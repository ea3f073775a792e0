//! FLAT / OPEN position lifecycle.
//!
//! [`PositionMachine::decide`] is a pure function of the state snapshot and the
//! cycle's market view. The engine applies the returned [`Decision`] only after
//! the matching order has been accepted, so a failed order leaves the state as
//! it was.

use chrono::{DateTime, Duration, Utc};
use rust_decimal::Decimal;
use tracing::{debug, info, warn};

use super::{signal, EntryPlan, RiskManager, SignalConfig};
use crate::indicators::IndicatorSet;
use crate::models::{ExitReason, Position};
use crate::state::TradingState;

/// What the engine observed this cycle.
#[derive(Debug, Clone)]
pub struct MarketView {
    pub indicators: IndicatorSet,
    pub confidence: f64,
    /// Latest candle close
    pub price: Decimal,
    /// Free quote-currency balance
    pub available_balance: Decimal,
}

/// Outcome of one lifecycle evaluation.
#[derive(Debug, Clone, PartialEq)]
pub enum Decision {
    Hold,
    Open(EntryPlan),
    Close { reason: ExitReason, price: Decimal },
}

/// Exit check in priority order: take-profit, stop-loss, then age.
pub fn check_exit(
    position: &Position,
    price: Decimal,
    now: DateTime<Utc>,
    max_age: Duration,
) -> Option<ExitReason> {
    if position.take_profit_hit(price) {
        return Some(ExitReason::TakeProfit);
    }
    if position.stop_loss_hit(price) {
        return Some(ExitReason::StopLoss);
    }
    if position.age(now) > max_age {
        return Some(ExitReason::TimeExit);
    }
    None
}

/// Ties the signal rules and the risk manager into FLAT/OPEN transitions.
#[derive(Debug, Clone)]
pub struct PositionMachine {
    risk: RiskManager,
    signal: SignalConfig,
    max_age: Duration,
}

impl PositionMachine {
    pub fn new(risk: RiskManager, signal: SignalConfig) -> Self {
        let max_age = Duration::hours(risk.config().max_position_age_hours);
        Self {
            risk,
            signal,
            max_age,
        }
    }

    pub fn risk(&self) -> &RiskManager {
        &self.risk
    }

    /// Decide the transition for this cycle.
    pub fn decide(
        &self,
        state: &TradingState,
        market: &MarketView,
        trading_enabled: bool,
        now: DateTime<Utc>,
    ) -> Decision {
        if let Some(position) = &state.position {
            return match check_exit(position, market.price, now, self.max_age) {
                Some(reason) => {
                    info!(
                        reason = %reason,
                        price = %market.price,
                        entry = %position.entry_price,
                        "Exit condition met"
                    );
                    Decision::Close {
                        reason,
                        price: market.price,
                    }
                }
                None => {
                    debug!(price = %market.price, "Position held");
                    Decision::Hold
                }
            };
        }

        if !trading_enabled {
            debug!("Trading disabled, skipping entry evaluation");
            return Decision::Hold;
        }

        let gate = self.risk.can_open_position(state);
        if !gate.allowed {
            info!(reason = %gate.reason, "Cannot open new position");
            return Decision::Hold;
        }

        let Some(side) = signal::evaluate(&market.indicators, &self.signal) else {
            return Decision::Hold;
        };

        if market.price <= Decimal::ZERO {
            warn!(price = %market.price, "Ignoring signal on non-positive price");
            return Decision::Hold;
        }

        let plan = self.risk.plan_entry(
            side,
            market.price,
            market.available_balance,
            market.confidence,
            market.indicators.volatility,
            state,
        );
        if plan.size <= Decimal::ZERO {
            warn!(balance = %market.available_balance, "Signal ignored, computed size is zero");
            return Decision::Hold;
        }

        info!(
            side = %side,
            size = %plan.size,
            leverage = plan.leverage,
            stop_loss = %plan.stop_loss_price,
            take_profit = %plan.take_profit_price,
            "Entry signal"
        );
        Decision::Open(plan)
    }
}

impl EntryPlan {
    /// Position record for an accepted entry order. The planned price is kept
    /// as the entry price so SL/TP stay consistent with it.
    pub fn into_position(self, now: DateTime<Utc>) -> Position {
        Position {
            side: self.side,
            entry_price: self.entry_price,
            entry_time: now,
            size: self.size,
            leverage: self.leverage,
            stop_loss_price: self.stop_loss_price,
            take_profit_price: self.take_profit_price,
        }
    }
}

--------------------------------------------------

**TASK TO CARRY OUT**
Filter the preceding entries down to the lines with "TradingState".

**RESPONSE BOX**
use crate::state::TradingState;
        state: &TradingState,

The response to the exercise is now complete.